This is a post likely aimed at the regulars of the forum but I was asked by a friend to look over their application to set aside a default judgment and I noticed the reference to the M&S case in their skeleton argument in relation to striking out/dismissing the claim for not being served within the 4 month period under CPR 7.5. When I asked them where they got this from they told me that they found it from looking at this forum. 

I just wanted to say that that line of argument is misconceived. CPR 7.5 relates to service where the claimant rather than the court, is serving the claim form and that it must be served within 4 months from the date the court has issued the claim form to the claimant. Claims issued by the CCBC under via the Money Claim Online process are issued and served by the court, not the claimant. 

Another point I would make is, CPR 7.5 is concerned with whether the claim form has actually been served, not whether it was served to the correct address which is a separate issue and of course is a good ground to set aside a default judgment. Paragraph 5.5 of Practice Direction 7C (Money Claim Online) says that: 

When the court issues a claim form, it will –

(1) serve a printed version of the claim form on the defendant; and

(2) send the claimant notice of issue.

Paragraph 5.7 of PD 7C then goes on to say: 

The claim form will be deemed to be served on the fifth day after the claim was issued irrespective of whether that day is a business day or not. ‘Business day’ has the same meaning as in rule 6.2(b).
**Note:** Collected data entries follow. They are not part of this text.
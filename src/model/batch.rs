// 该文件是 Loufang （楼房） 项目的一部分。
// src/model/batch.rs - 批量推理
//
// 本文件根据 Apache 许可证第 2.0 版（以下简称“许可证”）授权使用；
// 除非遵守该许可证条款，否则您不得使用本文件。
// 您可通过以下网址获取许可证副本：
// http://www.apache.org/licenses/LICENSE-2.0
// 除非适用法律要求或书面同意，根据本许可协议分发的软件均按“原样”提供，
// 不附带任何形式的明示或暗示的保证或条件。
// 有关许可权限与限制的具体条款，请参阅本许可协议。
//
// Copyright (C) 2026 Johann Li <me@qinka.pro>, Wareless Group

use std::path::PathBuf;

use sysinfo::System;
use tracing::{debug, info};

use crate::{
  config::{BatchSizing, TileSize},
  frame::{NhwcBatch, RgbNhwcFrame, read_rgb_image},
  model::{Detection, InferenceError, Model, RawDetections},
};

const GIB: f64 = 1024.0 * 1024.0 * 1024.0;

/// `floor(total_gib × ratio)`，至少为 1
pub fn batch_size_for_memory(total_gib: f64, ratio: f64) -> usize {
  ((total_gib * ratio).floor() as usize).max(1)
}

pub fn resolve_batch_size(sizing: &BatchSizing) -> usize {
  match *sizing {
    BatchSizing::Fixed(size) => size.max(1),
    BatchSizing::Memory { ratio } => {
      let mut system = System::new();
      system.refresh_memory();
      let total_gib = system.total_memory() as f64 / GIB;
      let size = batch_size_for_memory(total_gib, ratio);
      debug!("主机内存 {:.2} GiB, 批大小 {}", total_gib, size);
      size
    }
  }
}

/// 一批瓦片及其检测结果，`detections[i]` 对应 `paths[i]`
#[derive(Debug)]
pub struct TileBatch<'p> {
  pub paths: &'p [PathBuf],
  pub detections: Vec<Vec<Detection>>,
}

/// 将瓦片按批送入模型，保持输入顺序
pub struct BatchRunner<'m, M> {
  model: &'m M,
  tile_size: TileSize,
  batch_size: usize,
}

impl<'m, M> BatchRunner<'m, M>
where
  M: Model<Input = NhwcBatch, Output = RawDetections>,
  M::Error: std::error::Error + Send + Sync + 'static,
{
  pub fn new(model: &'m M, tile_size: TileSize, batch_size: usize) -> Self {
    let batch_size = match model.max_batch() {
      Some(limit) if limit < batch_size => {
        debug!("批大小 {} 超过模型上限 {}，已截断", batch_size, limit);
        limit
      }
      _ => batch_size,
    }
    .max(1);

    Self {
      model,
      tile_size,
      batch_size,
    }
  }

  pub fn batch_size(&self) -> usize {
    self.batch_size
  }

  /// 逐批推理；某一批失败时返回错误，由调用方决定是否继续
  pub fn run<'a>(
    &'a self,
    tile_paths: &'a [PathBuf],
  ) -> impl Iterator<Item = Result<TileBatch<'a>, InferenceError>> + 'a {
    tile_paths.chunks(self.batch_size).map(move |paths| {
      self
        .run_batch(paths)
        .map(|detections| TileBatch { paths, detections })
    })
  }

  fn run_batch(&self, paths: &[PathBuf]) -> Result<Vec<Vec<Detection>>, InferenceError> {
    let mut batch = NhwcBatch::with_capacity(self.tile_size, paths.len());
    for path in paths {
      let image = read_rgb_image(path).map_err(|source| InferenceError::TileLoad {
        path: path.clone(),
        source,
      })?;
      batch
        .push(&RgbNhwcFrame::from(image))
        .map_err(|source| InferenceError::TileShape {
          path: path.clone(),
          source,
        })?;
    }

    let now = std::time::Instant::now();
    let output = self
      .model
      .infer(&batch)
      .map_err(|e| InferenceError::Backend(Box::new(e)))?;
    info!("{} 个瓦片推理完成，耗时: {:.2?}", batch.len(), now.elapsed());

    output.into_detections(batch.len())
  }
}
Both paragraphs above make it pretty clear that the court will serve the claim form on the defendant and it will be deemed served 5 days after the date of issue. Trying to argue that the claim form was never served within the 4 month period of the date of issue or it was never served at all is just a bit of a nonsense because it's not the claimant's job to serve the claim form under the Money Claim Online rules. All one has to do is confirm with the court whether there is a record on the system that the claim form was issued and if it was, absent any other evidence it will be deemed served, defeating any suggestion that it was not served within time or served at all. Even if, let's say the court fails to serve the claim form on the defendant, rule 7.5 is only concerned with the Claimant's failure to serve within the relevant period, not the court and I don't believe there is any sanction or penalty where the court fails to do so, I'm just assuming that time to acknowledge/defend doesn't start to run until it has been issued and served on the defendant and would be up to the claimant to chase. 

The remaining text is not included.